Data Processing Pipelines
Introduction
For the majority of computational studies, their data acquisition workflow can be represented as a data processing pipeline. A data processing pipeline consists of steps, each step being either a script, a binary executable, or a specific data transformation within a data warehouse. Some steps are dependent on the results of other steps. Therefore, every workflow can be represented as a directed acyclic graph (DAG), where steps are the nodes of the graph and dependencies are its edges. Pipeline topologies are complex as they provide for massive parallelization and multiple dependencies. When pipeline logic is expressed in a procedural programming language, the result is a very convoluted program that is economically ineffective to maintain. Fortunately, alternatives to procedural languages have been proposed and are widely used.

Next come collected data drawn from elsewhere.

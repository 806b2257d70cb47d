// Copyright 2026 The OpenEBS Authors
//
// Licensed under the Apache License, Version 2.0 (the "License");
// you may not use this file except in compliance with the License.
// You may obtain a copy of the License at
//
//     http://www.apache.org/licenses/LICENSE-2.0
//
// Unless required by applicable law or agreed to in writing, software
// distributed under the License is distributed on an "AS IS" BASIS,
// WITHOUT WARRANTIES OR CONDITIONS OF ANY KIND, either express or implied.
// See the License for the specific language governing permissions and
// limitations under the License.

//! Enums and well-known keys shared by the desired-state objects.

use k8s_openapi::schemars::JsonSchema;
use serde::{Deserialize, Serialize};
use strum::{Display, EnumString};

pub const GROUP: &str = "cstor.openebs.io";

pub const CAS_TYPE_LABEL: &str = "openebs.io/cas-type";
pub const PERSISTENT_VOLUME_LABEL: &str = "openebs.io/persistent-volume";
pub const VOLUME_NAME_LABEL: &str = "openebs.io/volume-name";
pub const NODE_ID_LABEL: &str = "openebs.io/node-id";

pub const POLICY_ANNOTATION: &str = "openebs.io/volume-policy";
pub const ORIGINAL_NAME_ANNOTATION: &str = "openebs.io/volume-name";

pub const CONFIG_FINALIZER: &str = const_str::concat!(GROUP, "/finalizer");
pub const NODE_FINALIZER: &str = const_str::concat!(GROUP, "/node-attachment");

/// Storage engine serving a volume.
#[derive(
    Default, Deserialize, Serialize, Clone, Copy, Debug, JsonSchema, Display, EnumString, PartialEq, Eq,
)]
#[serde(rename_all = "lowercase")]
#[strum(serialize_all = "lowercase")]
pub enum CasType {
    #[default]
    Cstor,
    Jiva,
}

/// How the workload consumes the volume.
#[derive(
    Default, Deserialize, Serialize, Clone, Copy, Debug, JsonSchema, Display, EnumString, PartialEq, Eq,
)]
#[serde(rename_all = "lowercase")]
#[strum(serialize_all = "lowercase")]
pub enum AccessType {
    #[default]
    Mount,
    Block,
}

/// Provisioning phase of a `CStorVolumeConfig`.
#[derive(Default, Deserialize, Serialize, Clone, Copy, Debug, JsonSchema, Display, PartialEq, Eq)]
#[serde(rename_all = "PascalCase")]
#[schemars(rename_all = "PascalCase")]
pub enum ConfigPhase {
    #[default]
    Pending,
    Bound,
    Failed,
}

/// Node-side progress of a `CStorVolumeAttachment`.
#[derive(Default, Deserialize, Serialize, Clone, Copy, Debug, JsonSchema, Display, PartialEq, Eq)]
#[serde(rename_all = "PascalCase")]
#[schemars(rename_all = "PascalCase")]
pub enum AttachmentPhase {
    #[default]
    Pending,
    Staged,
    Published,
    Unstaged,
    MountFailed,
}

/// Health of the iSCSI target as reported by the engine.
#[derive(Default, Deserialize, Serialize, Clone, Copy, Debug, JsonSchema, Display, PartialEq, Eq)]
#[serde(rename_all = "PascalCase")]
#[schemars(rename_all = "PascalCase")]
pub enum TargetHealth {
    #[default]
    Init,
    Healthy,
    Degraded,
    Offline,
    Error,
}

impl TargetHealth {
    /// Healthy and degraded targets both serve I/O.
    pub fn is_ready(self) -> bool {
        matches!(self, TargetHealth::Healthy | TargetHealth::Degraded)
    }
}

#[cfg(test)]
#[allow(clippy::unwrap_used, clippy::expect_used)]
mod tests {
    use super::*;
    use std::str::FromStr;

    #[test]
    fn test_cas_type_parses_lowercase() {
        assert_eq!(CasType::from_str("cstor").unwrap(), CasType::Cstor);
        assert_eq!(CasType::from_str("jiva").unwrap(), CasType::Jiva);
        assert!(CasType::from_str("lvm").is_err());
        assert_eq!(CasType::Jiva.to_string(), "jiva");
    }

    #[test]
    fn test_target_health_readiness() {
        assert!(TargetHealth::Healthy.is_ready());
        assert!(TargetHealth::Degraded.is_ready());
        assert!(!TargetHealth::Init.is_ready());
        assert!(!TargetHealth::Offline.is_ready());
    }

    #[test]
    fn test_finalizer_names() {
        assert_eq!(CONFIG_FINALIZER, "cstor.openebs.io/finalizer");
        assert_eq!(NODE_FINALIZER, "cstor.openebs.io/node-attachment");
    }
}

To the full extent both repeatability and reproducibility of data processing pipelines is addressed by special descriptive domain specific languages (DSL). Three such languages have been developed by different communities that work primarily in bioinformatics. The most widely adopted is Common Workflow Language (CWL), the most popular in terms of studies that use it, the number of published workflows and the number of runtime platforms supporting execution of the workflows defined in CWL. The pipelines we publish here are all written in CWL.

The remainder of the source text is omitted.